Today is World Diabetes Day, an international day of awareness for a chronic illness that will affect the lives of one in three children born after the year 2000. My friend Virginia here is one of them. She was diagnosed with type 1 diabetes in October 2008, after weeks of losing weight, going to the bathroom every five minutes, guzzling water from the kitchen tap, arguing with her older sisters, and curling into a fetal position under the dining room table. The night she downed glass after of glass of water and complained, “Why don’t they make cups bigger?” her mom got on the Internet. By the time they got to the hospital, Virginia’s blood sugar was 840–a normal reading is around 100.
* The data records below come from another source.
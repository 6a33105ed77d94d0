//! Label fitting: shrink, wrap and truncate a label into a box.
//!
//! The steps run in a fixed order and stop at the first one that satisfies the box:
//!
//! 1. measure at the requested size (no-op when it already fits),
//! 2. greedy word wrap (when allowed),
//! 3. shrink in fixed decrements down to the minimum font size,
//! 4. truncate with an ellipsis at the minimum size (when allowed),
//! 5. give up and report the label as hidden.

use crate::measure::{HeuristicTextMeasurer, TextMeasurer, TextStyle};
use crate::wrap::wrap_words;
use serde::{Deserialize, Serialize};

#[cfg(test)]
mod tests;

/// Slack for fit comparisons, so a box derived from a measured width still holds that text.
pub(crate) const FIT_EPSILON: f64 = 1e-9;

#[derive(Debug, Clone, Copy, PartialEq, Serialize, Deserialize)]
#[serde(rename_all = "camelCase")]
pub struct LabelBox {
    pub width: f64,
    #[serde(default)]
    pub height: Option<f64>,
}

impl LabelBox {
    pub fn new(width: f64) -> Self {
        Self {
            width,
            height: None,
        }
    }

    pub fn with_height(width: f64, height: f64) -> Self {
        Self {
            width,
            height: Some(height),
        }
    }

    pub fn fits_width(&self, width: f64) -> bool {
        width <= self.width + FIT_EPSILON
    }

    pub fn fits_height(&self, height: f64) -> bool {
        self.height.is_none_or(|h| height <= h + FIT_EPSILON)
    }

    /// `true` when no label can ever fit (non-positive or NaN dimension).
    pub fn is_degenerate(&self) -> bool {
        !(self.width > 0.0) || self.height.is_some_and(|h| !(h > 0.0))
    }
}

#[derive(Debug, Clone, PartialEq, Serialize, Deserialize)]
#[serde(rename_all = "camelCase")]
pub struct LabelSpec {
    pub text: String,
    pub style: TextStyle,
    /// `None` means the label is measured unconstrained.
    #[serde(default)]
    pub constraint: Option<LabelBox>,
}

impl LabelSpec {
    pub fn new(text: impl Into<String>, style: TextStyle) -> Self {
        Self {
            text: text.into(),
            style,
            constraint: None,
        }
    }

    pub fn with_box(mut self, constraint: LabelBox) -> Self {
        self.constraint = Some(constraint);
        self
    }
}

#[derive(Debug, Clone, PartialEq, Serialize, Deserialize)]
#[serde(rename_all = "camelCase", default)]
pub struct FitOptions {
    pub min_font_size: f64,
    /// Font-size decrement per shrink step, in px.
    pub shrink_step: f64,
    pub allow_wrap: bool,
    pub allow_truncate: bool,
    pub max_lines: usize,
    pub ellipsis: String,
}

impl Default for FitOptions {
    fn default() -> Self {
        Self {
            min_font_size: 8.0,
            shrink_step: 1.0,
            allow_wrap: true,
            allow_truncate: true,
            max_lines: 2,
            ellipsis: "\u{2026}".to_string(),
        }
    }
}

impl FitOptions {
    /// Effective line limit: `max_lines` (at least 1) when wrapping, otherwise 1.
    pub fn line_limit(&self) -> usize {
        if self.allow_wrap {
            self.max_lines.max(1)
        } else {
            1
        }
    }

    fn min_size(&self) -> f64 {
        self.min_font_size.max(1.0)
    }

    fn step(&self) -> f64 {
        if self.shrink_step.is_finite() && self.shrink_step > 0.0 {
            self.shrink_step
        } else {
            1.0
        }
    }
}

#[derive(Debug, Clone, PartialEq, Serialize, Deserialize)]
#[serde(rename_all = "camelCase")]
pub struct FitResult {
    pub lines: Vec<String>,
    pub font_size: f64,
    pub width: f64,
    pub height: f64,
    pub truncated: bool,
    /// Nothing fits, not even a lone ellipsis; render nothing.
    pub hidden: bool,
    /// Still wider/taller than the box because truncation was disabled.
    pub overflowing: bool,
}

impl FitResult {
    pub fn hidden(font_size: f64) -> Self {
        Self {
            lines: Vec::new(),
            font_size,
            width: 0.0,
            height: 0.0,
            truncated: false,
            hidden: true,
            overflowing: false,
        }
    }

    fn empty(font_size: f64) -> Self {
        Self {
            hidden: false,
            ..Self::hidden(font_size)
        }
    }

    pub fn is_visible(&self) -> bool {
        !self.hidden && !self.lines.is_empty()
    }

    pub fn text(&self) -> String {
        self.lines.join("\n")
    }
}

struct Candidate {
    lines: Vec<String>,
    complete: bool,
    width: f64,
    height: f64,
    fits: bool,
}

struct Fitter<'a> {
    measurer: &'a dyn TextMeasurer,
    text: &'a str,
    style: &'a TextStyle,
    bx: LabelBox,
    opts: &'a FitOptions,
    line_limit: usize,
}

impl Fitter<'_> {
    fn style_at(&self, font_size: f64) -> TextStyle {
        self.style.with_font_size(font_size)
    }

    fn block_size(&self, lines: &[String], style: &TextStyle) -> (f64, f64) {
        let mut width = 0.0f64;
        let mut height = 0.0f64;
        for line in lines {
            let m = self.measurer.measure(line, style);
            width = width.max(m.width);
            height += m.height;
        }
        (width, height)
    }

    fn height_ok(&self, height: f64) -> bool {
        self.bx.fits_height(height)
    }

    fn candidate(&self, font_size: f64) -> Candidate {
        let style = self.style_at(font_size);
        let (lines, complete) = if self.opts.allow_wrap {
            let wrapped = wrap_words(
                self.text,
                self.measurer,
                &style,
                self.bx.width,
                self.line_limit,
            );
            (wrapped.lines, wrapped.complete)
        } else {
            let hard = HeuristicTextMeasurer::normalized_text_lines(self.text);
            let complete = hard.len() <= 1;
            (vec![hard[0].to_string()], complete)
        };
        let (width, height) = self.block_size(&lines, &style);
        let fits = complete && self.bx.fits_width(width) && self.height_ok(height);
        Candidate {
            lines,
            complete,
            width,
            height,
            fits,
        }
    }

    fn accept(candidate: Candidate, font_size: f64) -> FitResult {
        FitResult {
            lines: candidate.lines,
            font_size,
            width: candidate.width,
            height: candidate.height,
            truncated: false,
            hidden: false,
            overflowing: false,
        }
    }

    fn truncate_line(&self, line: &str, style: &TextStyle, force: bool) -> Option<String> {
        let chars: Vec<char> = line.chars().collect();
        let start = if force {
            chars.len()
        } else {
            chars.len().saturating_sub(1)
        };
        for keep in (0..=start).rev() {
            let head: String = chars[..keep].iter().collect();
            let candidate = format!("{}{}", head.trim_end(), self.opts.ellipsis);
            if self.bx.fits_width(self.measurer.measure(&candidate, style).width) {
                return Some(candidate);
            }
        }
        None
    }

    fn truncate(&self, candidate: Candidate, font_size: f64) -> FitResult {
        let style = self.style_at(font_size);
        let ellipsis = self.measurer.measure(&self.opts.ellipsis, &style);
        if !self.bx.fits_width(ellipsis.width) {
            return FitResult::hidden(font_size);
        }

        let mut allowed = self.line_limit;
        if let Some(h) = self.bx.height {
            let line_height = ellipsis.height.max(f64::EPSILON);
            allowed = allowed.min(((h + FIT_EPSILON) / line_height).floor() as usize);
        }
        if allowed == 0 {
            return FitResult::hidden(font_size);
        }

        let mut lines = candidate.lines;
        let dropped_rows = !candidate.complete || lines.len() > allowed;
        lines.truncate(allowed);
        let last = lines.len().saturating_sub(1);

        for (idx, line) in lines.iter_mut().enumerate() {
            let force = dropped_rows && idx == last;
            if !force && self.bx.fits_width(self.measurer.measure(line, &style).width) {
                continue;
            }
            match self.truncate_line(line, &style, force) {
                Some(shortened) => *line = shortened,
                None => return FitResult::hidden(font_size),
            }
        }

        let (width, height) = self.block_size(&lines, &style);
        if !self.height_ok(height) {
            return FitResult::hidden(font_size);
        }
        FitResult {
            lines,
            font_size,
            width,
            height,
            truncated: true,
            hidden: false,
            overflowing: false,
        }
    }
}

/// Fits `text` into `bx`, shrinking, wrapping and truncating as allowed by `opts`.
///
/// The returned font size is never below `opts.min_font_size` (a smaller requested size is
/// raised to it) and the result never has more than [`FitOptions::line_limit`] lines.
pub fn fit_label(
    measurer: &dyn TextMeasurer,
    text: &str,
    style: &TextStyle,
    bx: LabelBox,
    opts: &FitOptions,
) -> FitResult {
    let min_size = opts.min_size();
    let requested = if style.font_size.is_finite() {
        style.font_size.max(min_size)
    } else {
        min_size
    };

    if bx.is_degenerate() {
        return FitResult::hidden(requested);
    }
    if text.is_empty() {
        return FitResult::empty(requested);
    }

    let fitter = Fitter {
        measurer,
        text,
        style,
        bx,
        opts,
        line_limit: opts.line_limit(),
    };

    let full = fitter.style_at(requested);
    let m = measurer.measure(text, &full);
    if m.line_count <= fitter.line_limit && bx.fits_width(m.width) && fitter.height_ok(m.height) {
        return FitResult {
            lines: HeuristicTextMeasurer::normalized_text_lines(text)
                .into_iter()
                .map(str::to_string)
                .collect(),
            font_size: requested,
            width: m.width,
            height: m.height,
            truncated: false,
            hidden: false,
            overflowing: false,
        };
    }

    if opts.allow_wrap {
        let wrapped = fitter.candidate(requested);
        if wrapped.fits {
            return Fitter::accept(wrapped, requested);
        }
    }

    let step = opts.step();
    let steps = ((requested - min_size) / step).ceil().max(0.0) as usize;
    for i in 1..=steps {
        let size = (requested - i as f64 * step).max(min_size);
        let candidate = fitter.candidate(size);
        if candidate.fits {
            return Fitter::accept(candidate, size);
        }
    }

    let at_min = fitter.candidate(min_size);
    if opts.allow_truncate {
        let out = fitter.truncate(at_min, min_size);
        if out.hidden {
            tracing::trace!(text, box_width = bx.width, "label hidden: not even an ellipsis fits");
        }
        return out;
    }

    FitResult {
        lines: at_min.lines,
        font_size: min_size,
        width: at_min.width,
        height: at_min.height,
        truncated: false,
        hidden: false,
        overflowing: true,
    }
}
That weekend in the E.R., Virginia’s parents, my friends Sarah and Andrew, got a crash course in the new normal—finger pricks, glucose monitors, syringe kits, insulin pumps, and notebooks scribbled with endless calculations to counteract the impact of every carbohydrate their daughter takes in. Since Virginia’s body doesn’t produce enough insulin to break down the glucose she needs to thrive, keeping her healthy (and capable of reciting the complicated family histories of all her favorite Greek gods) requires more than $30,000 a year worth of equipment, medicine, and test strips. When I went to see them in that first 24-hours at the hospital, Sarah met me in the hallway with her arms spread wide like a game show hostess: “Welcome to ‘So You Want To Be Your Child’s Pancreas,’” she laughed, before bursting into tears.
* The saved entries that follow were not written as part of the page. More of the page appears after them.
#![forbid(unsafe_code)]

//! Headless text measurement and label fitting.
//!
//! Measurement goes through the [`TextMeasurer`] trait so the same layout code runs against a
//! real font database (`fontdb` feature) or the deterministic [`HeuristicTextMeasurer`].
//! [`fit_label`] shrinks, wraps and truncates a label until it fits a box.

pub mod cache;
pub mod fit;
#[cfg(feature = "fontdb")]
pub mod fontdb;
pub mod measure;
pub mod wrap;

pub use cache::CachedTextMeasurer;
pub use fit::{FitOptions, FitResult, LabelBox, LabelSpec, fit_label};
#[cfg(feature = "fontdb")]
pub use fontdb::FontDbTextMeasurer;
pub use measure::{
    HeuristicTextMeasurer, MetricsSource, NativeTextMeasurer, NoNativeBackend, TextMeasurer,
    TextMetrics, TextStyle, TieredTextMeasurer,
};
Laughing at things that aren’t really funny has been the superglue of my friendship with Sarah. At our worst—or was it our best?–we had six kids between us, all under the age of four, and spent many long, sleep-deprived afternoons on the sidewalk of the block we shared second-guessing our parenting skills. (Are we supposed to be teaching the babies sign language? Should we be listening to Mozart? Is that pink eye? Again?) We whiled away many hours imagining the light at the end of the tunnel—the hallowed day our youngest children would walk into kindergarten, and we’d have the free time to exercise, eat vegetables, and remember what we used to be before we got steamrolled by babies.
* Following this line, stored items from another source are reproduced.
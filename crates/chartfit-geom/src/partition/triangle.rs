//! Pyramid/funnel partitioning of a triangular silhouette into equal-density bands.
//!
//! Apex-up silhouette: apex at `y = 0` (width 0), base at `y = H` (width `W`), so the width at
//! depth `y` is `W·y/H`. A band starting at `cy` with height `h` has area
//! `A·h² + B·h` where `A = W/2H` and `B = W·cy/H`; each band's height is the positive root of
//! `A·h² + B·h − target = 0`.

use super::{PartitionSegment, SegmentGeometry, Trapezoid};
use crate::error::{Result, positive_dimension};
use crate::model::{WeightedItem, validated_in_order};
use serde::{Deserialize, Serialize};

/// `A` at or below this is treated as zero and the band equation degenerates to linear.
pub const DEGENERATE_SLOPE: f64 = 1e-12;

#[derive(Debug, Clone, Copy, PartialEq, Eq, Default, Serialize, Deserialize)]
#[serde(rename_all = "camelCase")]
pub enum Orientation {
    /// Pyramid: apex at the top, first item at the apex.
    #[default]
    ApexUp,
    /// Funnel: wide edge at the top, first item on the wide edge.
    ApexDown,
}

#[derive(Debug, Clone, Copy, PartialEq, Eq, Serialize, Deserialize)]
#[serde(rename_all = "camelCase")]
pub enum SolveMethod {
    Quadratic,
    /// `h = target / B` for a degenerate (near-zero `A`) silhouette.
    Linear,
    /// `h = H · weight / total`, used when the closed form is unusable.
    Proportional,
    ZeroWeight,
}

impl SolveMethod {
    pub fn is_fallback(self) -> bool {
        matches!(self, SolveMethod::Linear | SolveMethod::Proportional)
    }
}

#[derive(Debug, Clone, Copy, PartialEq)]
pub struct BandSolve {
    pub height: f64,
    pub method: SolveMethod,
}

/// Solves `a·h² + b·h − target = 0` for the band height `h ≥ 0`.
///
/// `proportional` is the height to use when neither the quadratic nor the linear form applies
/// (degenerate slope with `b = 0`, negative discriminant, or a non-finite result).
pub fn solve_band_height(a: f64, b: f64, target: f64, proportional: f64) -> BandSolve {
    let fallback = BandSolve {
        height: proportional,
        method: SolveMethod::Proportional,
    };

    if !(a > DEGENERATE_SLOPE) {
        let height = target / b;
        if b > 0.0 && height.is_finite() && height >= 0.0 {
            return BandSolve {
                height,
                method: SolveMethod::Linear,
            };
        }
        return fallback;
    }

    let discriminant = b * b + 4.0 * a * target;
    if !(discriminant.is_finite() && discriminant >= 0.0) {
        return fallback;
    }

    // (−b + √d) / 2a, rationalized to avoid cancellation when b ≫ a·target.
    let denom = b + discriminant.sqrt();
    let height = if denom > 0.0 {
        2.0 * target / denom
    } else {
        0.0
    };
    if !(height.is_finite() && height >= 0.0) {
        return fallback;
    }
    BandSolve {
        height,
        method: SolveMethod::Quadratic,
    }
}

/// Partitions a `width × height` triangle into one band per item, in item order, with band
/// area proportional to weight.
///
/// Zero-weight items produce zero-height bands. The last nonzero band ends exactly at the base
/// so the bands always tile the whole silhouette. All-zero weights produce all-zero bands.
pub fn partition_triangle(
    items: &[WeightedItem],
    width: f64,
    height: f64,
    orientation: Orientation,
) -> Result<Vec<PartitionSegment>> {
    let width = positive_dimension("width", width)?;
    let height = positive_dimension("height", height)?;
    let ordered = validated_in_order(items)?;

    Ok(match orientation {
        Orientation::ApexUp => apex_up(&ordered, width, height),
        Orientation::ApexDown => {
            let reversed: Vec<&WeightedItem> = ordered.iter().rev().copied().collect();
            let mut segments = apex_up(&reversed, width, height);
            segments.reverse();
            for segment in &mut segments {
                if let SegmentGeometry::Trapezoid(t) = &mut segment.geometry {
                    *t = mirror(*t, height);
                }
            }
            segments
        }
    })
}

fn mirror(t: Trapezoid, height: f64) -> Trapezoid {
    Trapezoid {
        y_top: height - t.y_bottom,
        y_bottom: height - t.y_top,
        width_top: t.width_bottom,
        width_bottom: t.width_top,
        solve: t.solve,
    }
}

fn apex_up(ordered: &[&WeightedItem], width: f64, height: f64) -> Vec<PartitionSegment> {
    let band = |item: &WeightedItem, y_top: f64, y_bottom: f64, solve: SolveMethod| {
        PartitionSegment::new(
            item,
            SegmentGeometry::Trapezoid(Trapezoid {
                y_top,
                y_bottom,
                width_top: width * y_top / height,
                width_bottom: width * y_bottom / height,
                solve,
            }),
            solve == SolveMethod::ZeroWeight,
        )
    };

    // Weights are summed relative to the largest so that finite inputs near `f64::MAX` cannot
    // overflow the total.
    let max_weight = ordered
        .iter()
        .map(|item| item.weight)
        .fold(0.0f64, f64::max);
    let relative = |item: &WeightedItem| {
        if max_weight > 0.0 {
            item.weight / max_weight
        } else {
            0.0
        }
    };
    let total: f64 = ordered.iter().map(|&item| relative(item)).sum();
    if !(total > 0.0) {
        return ordered
            .iter()
            .map(|&item| band(item, 0.0, 0.0, SolveMethod::ZeroWeight))
            .collect();
    }

    let silhouette_area = width * height / 2.0;
    let a = width / (2.0 * height);
    let last_nonzero = ordered.iter().rposition(|item| item.weight > 0.0);

    let mut out: Vec<PartitionSegment> = Vec::with_capacity(ordered.len());
    let mut cy = 0.0f64;
    for (idx, &item) in ordered.iter().enumerate() {
        if item.weight == 0.0 {
            out.push(band(item, cy, cy, SolveMethod::ZeroWeight));
            continue;
        }

        let share = relative(item) / total;
        let solved = solve_band_height(
            a,
            width * cy / height,
            share * silhouette_area,
            height * share,
        );
        if solved.method.is_fallback() {
            tracing::debug!(
                item = %item.id,
                method = ?solved.method,
                y_top = cy,
                "band height recovered by fallback"
            );
        }

        let bottom = if Some(idx) == last_nonzero {
            height
        } else {
            (cy + solved.height).min(height)
        };
        out.push(band(item, cy, bottom, solved.method));
        cy = bottom;
    }
    out
}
For Sarah, that mirage lasted less than a month. Virginia’s diagnosis came just a few weeks after she’d enrolled in kindergarten at a small school with no on-site nurse and an oversupply of well-meaning parents who told Sarah she could cure her daughter’s disease with regimens of raw foods, prayer, and positive thinking. Coping with people who don’t know a damn thing about diabetes (“Are you sure your daughter should be eating birthday cake?” “Have you thought about taking her off dairy?”), is just one of the unpleasant side effects of living with the disease. I haven’t always made it easier: “At least it’s manageable” may be one of the dumbest things I’ve ever said.
Yes, it’s manageable—but for families of children with type 1, it’s also never out of mind. They have to think about whether a kid’s numbers are up or down, constantly assessing what the laps at gym, the excitement of a slumber party, or the stress of a test can do to upset the balance. They have to teach her how to manage her own care as she matures, crossing their fingers that she won’t drive when she’s feeling blurry, or fall prey to a dangerous dieting method called “diabulimia.” They have to keep up a near seamless dialogue of text messages and care conferences with school nurses, endocrinologists and diabetes educators, and hope that their health plan continues to cover expenses that average three times that of non-diabetics. They have to worry about such long-term risks as blindness, nerve damage, and stroke for type 1 children–higher rates of depression, despair and divorce for their parents.
At night, Sarah sets her iPhone alarm to wake her every few hours to check Virginia’s blood sugar while she sleeps. This fall, when the diabetes online community was awash in blue candles in memory of a boy with type 1 who had a succumbed to a syndrome called “dead in bed,” Sarah put the ringer into a jar of marbles at her bedside, just to make sure there was no chance she’d sleep through it.
Living like this requires tremendous courage, many, many lattes (I haven’t seen Sarah without one in four years), and the ability to laugh at circumstances that would make most of us cry. Last month, Andrew ran in a marathon, raising nearly $8,000 in donations for juvenile diabetes research. Today, Sarah and her three daughters can be found barnstorming their school district, creating a paper chain of more than 4,000 blue ribbons and good wishes the girls and their classmates have put together for diabetes awareness over the last month. (Look at the website she put up in a single day.) Just imagine what this woman could do if she ever got a chance to sleep through the night.
That’s why I hope you’ll join me in wearing blue today, and spending a few minutes thinking about Virginia and the three million other Americans who have to think about type 1 diabetes nearly every minute of every day. Let’s hope a cure can be found in her lifetime so that someday, the people who love her won’t have to think about diabetes ever again.